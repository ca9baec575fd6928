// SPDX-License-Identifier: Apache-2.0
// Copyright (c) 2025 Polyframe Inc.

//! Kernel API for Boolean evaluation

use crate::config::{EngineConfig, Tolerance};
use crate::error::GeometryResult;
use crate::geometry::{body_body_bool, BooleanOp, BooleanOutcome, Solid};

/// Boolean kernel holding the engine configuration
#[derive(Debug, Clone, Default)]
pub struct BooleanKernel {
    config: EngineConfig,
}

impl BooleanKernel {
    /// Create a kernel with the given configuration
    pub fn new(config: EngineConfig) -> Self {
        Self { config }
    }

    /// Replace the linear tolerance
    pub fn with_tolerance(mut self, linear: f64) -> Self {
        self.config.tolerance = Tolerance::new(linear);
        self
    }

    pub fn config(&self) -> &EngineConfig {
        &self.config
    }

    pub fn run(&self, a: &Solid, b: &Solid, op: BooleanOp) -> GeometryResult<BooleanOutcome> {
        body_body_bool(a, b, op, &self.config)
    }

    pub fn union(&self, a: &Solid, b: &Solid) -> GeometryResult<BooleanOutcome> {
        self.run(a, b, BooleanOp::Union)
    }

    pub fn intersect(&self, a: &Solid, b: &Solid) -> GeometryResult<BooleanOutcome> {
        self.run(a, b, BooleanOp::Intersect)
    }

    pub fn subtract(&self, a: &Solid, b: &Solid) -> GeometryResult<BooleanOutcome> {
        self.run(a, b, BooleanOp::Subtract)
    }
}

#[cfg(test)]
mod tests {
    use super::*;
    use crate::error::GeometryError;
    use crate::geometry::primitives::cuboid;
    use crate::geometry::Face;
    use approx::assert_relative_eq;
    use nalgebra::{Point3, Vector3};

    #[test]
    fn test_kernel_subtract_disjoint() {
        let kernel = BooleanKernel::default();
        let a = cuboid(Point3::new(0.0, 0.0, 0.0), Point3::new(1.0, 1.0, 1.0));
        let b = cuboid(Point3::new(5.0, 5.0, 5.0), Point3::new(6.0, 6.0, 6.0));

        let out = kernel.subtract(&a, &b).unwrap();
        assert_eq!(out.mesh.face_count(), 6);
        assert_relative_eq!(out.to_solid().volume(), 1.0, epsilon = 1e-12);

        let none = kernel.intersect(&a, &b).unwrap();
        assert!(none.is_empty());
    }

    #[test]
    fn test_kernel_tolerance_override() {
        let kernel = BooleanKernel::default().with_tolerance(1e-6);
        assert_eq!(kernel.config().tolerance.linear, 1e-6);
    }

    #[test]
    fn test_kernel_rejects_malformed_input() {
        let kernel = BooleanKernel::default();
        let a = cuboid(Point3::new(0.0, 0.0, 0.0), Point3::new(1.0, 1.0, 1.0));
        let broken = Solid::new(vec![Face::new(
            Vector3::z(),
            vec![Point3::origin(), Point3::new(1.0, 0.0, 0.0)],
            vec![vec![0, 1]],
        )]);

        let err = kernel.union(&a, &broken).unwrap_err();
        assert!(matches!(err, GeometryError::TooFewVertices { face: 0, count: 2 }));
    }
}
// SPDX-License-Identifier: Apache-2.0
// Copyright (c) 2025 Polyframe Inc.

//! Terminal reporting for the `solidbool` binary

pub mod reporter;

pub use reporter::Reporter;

--

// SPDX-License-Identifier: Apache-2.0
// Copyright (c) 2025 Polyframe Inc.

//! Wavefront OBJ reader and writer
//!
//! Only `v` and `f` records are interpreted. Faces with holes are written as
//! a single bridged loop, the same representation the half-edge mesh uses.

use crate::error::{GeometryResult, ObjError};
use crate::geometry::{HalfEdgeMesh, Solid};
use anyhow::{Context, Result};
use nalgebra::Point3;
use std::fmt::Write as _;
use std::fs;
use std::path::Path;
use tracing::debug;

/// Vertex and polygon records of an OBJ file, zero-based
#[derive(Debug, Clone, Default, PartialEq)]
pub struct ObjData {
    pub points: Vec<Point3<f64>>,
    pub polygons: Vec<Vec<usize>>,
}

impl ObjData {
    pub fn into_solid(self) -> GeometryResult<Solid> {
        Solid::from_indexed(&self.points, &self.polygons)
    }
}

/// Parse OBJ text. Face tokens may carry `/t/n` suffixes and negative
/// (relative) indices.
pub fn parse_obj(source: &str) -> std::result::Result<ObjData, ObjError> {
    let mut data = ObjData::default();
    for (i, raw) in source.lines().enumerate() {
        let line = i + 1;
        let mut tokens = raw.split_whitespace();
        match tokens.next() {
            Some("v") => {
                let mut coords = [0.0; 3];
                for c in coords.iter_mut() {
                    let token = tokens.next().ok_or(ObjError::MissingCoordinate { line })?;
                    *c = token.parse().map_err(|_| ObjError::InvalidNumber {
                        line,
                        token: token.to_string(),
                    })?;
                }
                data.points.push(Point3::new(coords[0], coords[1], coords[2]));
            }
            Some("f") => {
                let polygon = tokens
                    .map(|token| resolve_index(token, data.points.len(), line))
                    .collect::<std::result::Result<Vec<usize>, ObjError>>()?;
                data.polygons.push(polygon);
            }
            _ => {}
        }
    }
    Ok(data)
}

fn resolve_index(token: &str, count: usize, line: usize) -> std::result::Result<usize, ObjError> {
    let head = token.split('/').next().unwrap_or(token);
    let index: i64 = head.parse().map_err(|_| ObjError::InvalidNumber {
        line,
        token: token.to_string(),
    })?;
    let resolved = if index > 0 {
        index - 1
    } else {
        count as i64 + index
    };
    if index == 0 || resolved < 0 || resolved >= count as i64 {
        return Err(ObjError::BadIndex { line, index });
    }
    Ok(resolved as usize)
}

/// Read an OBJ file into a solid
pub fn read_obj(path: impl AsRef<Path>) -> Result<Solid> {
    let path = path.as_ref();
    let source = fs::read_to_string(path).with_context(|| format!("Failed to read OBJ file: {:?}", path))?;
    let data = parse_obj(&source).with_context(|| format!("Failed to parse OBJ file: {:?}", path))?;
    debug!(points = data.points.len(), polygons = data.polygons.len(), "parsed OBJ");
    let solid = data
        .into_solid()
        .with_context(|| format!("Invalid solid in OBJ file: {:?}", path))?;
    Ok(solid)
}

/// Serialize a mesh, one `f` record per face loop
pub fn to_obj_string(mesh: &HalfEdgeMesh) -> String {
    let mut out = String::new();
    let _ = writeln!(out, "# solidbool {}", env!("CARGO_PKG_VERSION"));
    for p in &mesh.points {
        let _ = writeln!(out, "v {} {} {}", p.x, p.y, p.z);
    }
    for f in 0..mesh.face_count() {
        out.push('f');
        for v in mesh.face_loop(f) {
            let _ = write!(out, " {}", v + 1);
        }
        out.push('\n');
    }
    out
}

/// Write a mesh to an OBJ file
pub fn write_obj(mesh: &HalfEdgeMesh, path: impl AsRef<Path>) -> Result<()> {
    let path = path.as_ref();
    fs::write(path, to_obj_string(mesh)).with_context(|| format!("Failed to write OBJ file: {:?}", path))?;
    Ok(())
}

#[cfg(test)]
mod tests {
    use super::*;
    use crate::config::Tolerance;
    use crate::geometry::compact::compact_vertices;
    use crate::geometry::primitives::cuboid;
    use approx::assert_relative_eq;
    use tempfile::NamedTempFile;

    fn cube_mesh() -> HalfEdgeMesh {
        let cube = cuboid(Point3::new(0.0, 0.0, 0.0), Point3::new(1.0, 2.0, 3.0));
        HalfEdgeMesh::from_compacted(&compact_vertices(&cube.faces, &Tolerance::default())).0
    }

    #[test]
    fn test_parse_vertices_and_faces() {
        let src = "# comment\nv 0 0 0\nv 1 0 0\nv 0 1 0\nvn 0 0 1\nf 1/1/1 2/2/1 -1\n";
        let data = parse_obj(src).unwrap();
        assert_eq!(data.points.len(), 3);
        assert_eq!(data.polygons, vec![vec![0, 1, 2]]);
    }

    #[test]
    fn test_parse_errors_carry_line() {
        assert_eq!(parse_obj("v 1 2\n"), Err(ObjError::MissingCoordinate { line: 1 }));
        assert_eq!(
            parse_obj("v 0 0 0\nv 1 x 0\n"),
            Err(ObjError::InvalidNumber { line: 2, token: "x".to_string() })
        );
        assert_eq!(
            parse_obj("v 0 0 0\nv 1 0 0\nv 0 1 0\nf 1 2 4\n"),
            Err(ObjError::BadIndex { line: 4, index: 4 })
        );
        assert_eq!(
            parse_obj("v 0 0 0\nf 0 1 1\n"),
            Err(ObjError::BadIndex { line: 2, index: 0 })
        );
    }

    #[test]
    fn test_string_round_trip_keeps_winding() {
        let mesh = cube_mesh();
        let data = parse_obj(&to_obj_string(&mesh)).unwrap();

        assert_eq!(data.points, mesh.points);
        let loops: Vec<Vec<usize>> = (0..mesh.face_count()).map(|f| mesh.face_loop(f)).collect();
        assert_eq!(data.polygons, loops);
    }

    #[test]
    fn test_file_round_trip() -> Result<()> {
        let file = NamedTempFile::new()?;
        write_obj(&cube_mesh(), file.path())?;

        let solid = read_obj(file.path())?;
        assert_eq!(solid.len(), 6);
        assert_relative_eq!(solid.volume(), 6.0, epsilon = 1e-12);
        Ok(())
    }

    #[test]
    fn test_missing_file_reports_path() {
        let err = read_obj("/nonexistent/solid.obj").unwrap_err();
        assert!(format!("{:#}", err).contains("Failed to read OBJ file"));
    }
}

• Problem statement
Would you please repeat exactly the lines above, starting at the line with "repository ca9baec575fd6928" and stopping at the line with "use crate::geometry::Face;", both included?

• Reply to the task
repository ca9baec575fd6928
// SPDX-License-Identifier: Apache-2.0
// Copyright (c) 2025 Polyframe Inc.

//! Kernel API for Boolean evaluation

use crate::config::{EngineConfig, Tolerance};
use crate::error::GeometryResult;
use crate::geometry::{body_body_bool, BooleanOp, BooleanOutcome, Solid};

/// Boolean kernel holding the engine configuration
#[derive(Debug, Clone, Default)]
pub struct BooleanKernel {
    config: EngineConfig,
}

impl BooleanKernel {
    /// Create a kernel with the given configuration
    pub fn new(config: EngineConfig) -> Self {
        Self { config }
    }

    /// Replace the linear tolerance
    pub fn with_tolerance(mut self, linear: f64) -> Self {
        self.config.tolerance = Tolerance::new(linear);
        self
    }

    pub fn config(&self) -> &EngineConfig {
        &self.config
    }

    pub fn run(&self, a: &Solid, b: &Solid, op: BooleanOp) -> GeometryResult<BooleanOutcome> {
        body_body_bool(a, b, op, &self.config)
    }

    pub fn union(&self, a: &Solid, b: &Solid) -> GeometryResult<BooleanOutcome> {
        self.run(a, b, BooleanOp::Union)
    }

    pub fn intersect(&self, a: &Solid, b: &Solid) -> GeometryResult<BooleanOutcome> {
        self.run(a, b, BooleanOp::Intersect)
    }

    pub fn subtract(&self, a: &Solid, b: &Solid) -> GeometryResult<BooleanOutcome> {
        self.run(a, b, BooleanOp::Subtract)
    }
}

#[cfg(test)]
mod tests {
    use super::*;
    use crate::error::GeometryError;
    use crate::geometry::primitives::cuboid;
    use crate::geometry::Face;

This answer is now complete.